La famille et les amis des 13 catholiques qui ont trouvé la mort à Londonderry lors du "Bloody Sunday", le 30 janvier 1972 - et d'un 14ème qui a succombé plus tard à ses blessures - se sont réunis cette semaine pour une série de commémorations afin de marquer l'événement qui a contribué à alimenter trois décennies d'âpre violence sectaire et politique.

Alors qu'une enquête judiciaire a conclu en 2010 que les victimes étaient innocentes et n'avaient représenté aucune menace pour l'armée, les commémorations interviennent quelques mois seulement après que les procureurs ont annoncé que le seul soldat britannique accusé de meurtre ne sera pas jugé.

"Notre génération s'éteint très lentement... et nous aimerions la voir [la justice] quand nous sommes encore en vie", a déclaré Jean Hegarty, dont le frère Kevin McElhinney a été abattu à l'âge de 17 ans.

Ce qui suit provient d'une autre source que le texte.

//! Shared, pooled access to a PKCS#11 token.
//!
//! A [`Context`] is one logical connection to one token. It initializes the
//! PKCS#11 library on first use within the process, logs in once, and hands
//! out sessions from a bounded pool for the duration of a single operation
//! through [`Context::with_session`]. The library is finalized again when the
//! last context using it is closed.
//!
//! Keys generated on, or found on, the token are represented by handles that
//! borrow their context, see the [`keys`] module.

#[macro_use]
extern crate lazy_static;

#[macro_use]
extern crate log;

#[cfg(feature = "pkcs11")]
pub mod cli;
pub mod config;
pub mod context;
pub mod error;
pub mod hash;
pub mod keys;
pub mod pool;
pub mod provider;
pub mod registry;

pub use self::{
    config::{Config, TokenSelector},
    context::Context,
    error::{Error, TokenError, TokenErrorKind},
    hash::HashAlgorithm,
    keys::{DecryptPadding, Decrypter, KeyPair, Signer},
    registry::LibraryRegistry,
};

#[cfg(feature = "pkcs11")]
pub use self::context::Pkcs11Context;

Elle est favorable à une action en justice pour traduire le soldat en justice.

"Ma tête dirait non, mais mon cœur aimerait quand même croire que nous pouvons voir au moins quelques soldats affronter un tribunal", a-t-elle déclaré.

BITTERNESS

Le processus de paix de 1998 en Irlande du Nord a été salué dans le monde entier pour avoir réussi à mettre largement fin à un conflit qui a fait plus de 3 000 morts.

Des militants nationalistes irlandais cherchant à s'unir à la République d'Irlande ont affronté l'armée britannique et des loyalistes déterminés à garder la province britannique.

Mais près d'un quart de siècle après la paix, l'amertume persiste.

Un certain nombre de drapeaux du régiment de parachutistes de l'armée britannique, dont les membres ont tiré sur les manifestants, ont été accrochés aux lampadaires de la ville à l'approche des commémorations, ce qui est devenu un rituel annuel. Le régiment a condamné cette action.

Un membre important du parti unioniste démocratique pro-britannique d'Irlande du Nord s'est plaint que "d'innombrables mots" avaient été écrits sur le Bloody Sunday mais peu sur les deux soldats abattus par des militants nationalistes irlandais quelques jours plus tôt.

Alors que l'Armée républicaine irlandaise (IRA) est responsable d'environ la moitié des décès dans le conflit, les nationalistes affirment que la violence a été encouragée par un État répressif qui les a privés de leurs droits - et rarement de façon aussi éclatante que lors du Bloody Sunday.

"Je suis déçu par la belligérance des politiciens", a déclaré M. Hegarty. "À certains égards, il n'y a pas eu beaucoup de changement. À certains égards, il y en a eu des tonnes."

Les commémorations de ce week-end comprendront un service commémoratif sur la place principale de Londonderry et une pièce de théâtre centrée sur une célèbre photographie du prêtre Edward Daly tendant un mouchoir blanc aux soldats britanniques alors que ceux-ci tentaient de porter un mourant en lieu sûr.

La pièce sera entièrement jouée par des habitants de la ville, dans une ville où le 30 janvier conserve une "réelle et profonde poignance", a déclaré le metteur en scène Kieran Griffiths, qui a travaillé en étroite collaboration avec les proches.

Gleann Doherty, dont le père, Patrick, faisait partie des personnes tuées lors du Bloody Sunday, estime que les proches ont reçu plus de réponses que la plupart des personnes touchées par le conflit. L'enquête détaillée a conduit le Premier ministre britannique de l'époque, David Cameron, à s'excuser en 2010 pour les "meurtres injustifiés et injustifiables".

L'année dernière, le gouvernement britannique actuel a annoncé un plan visant à arrêter toutes les poursuites contre les soldats et les militants afin de tirer un trait sur le conflit - une décision qui a suscité la colère des proches et a été rejetée par tous les principaux partis politiques locaux.

"Nous sommes en quelque sorte l'un des chanceux - si l'on peut appeler cela de la chance - d'avoir une sorte de réponse à ce qui s'est passé", a déclaré Doherty.

"Il est assez difficile d'obtenir une quelconque réconciliation... lorsque vous avez le gouvernement britannique qui essaie de fermer la porte à toute possibilité" de justice, a-t-il ajouté.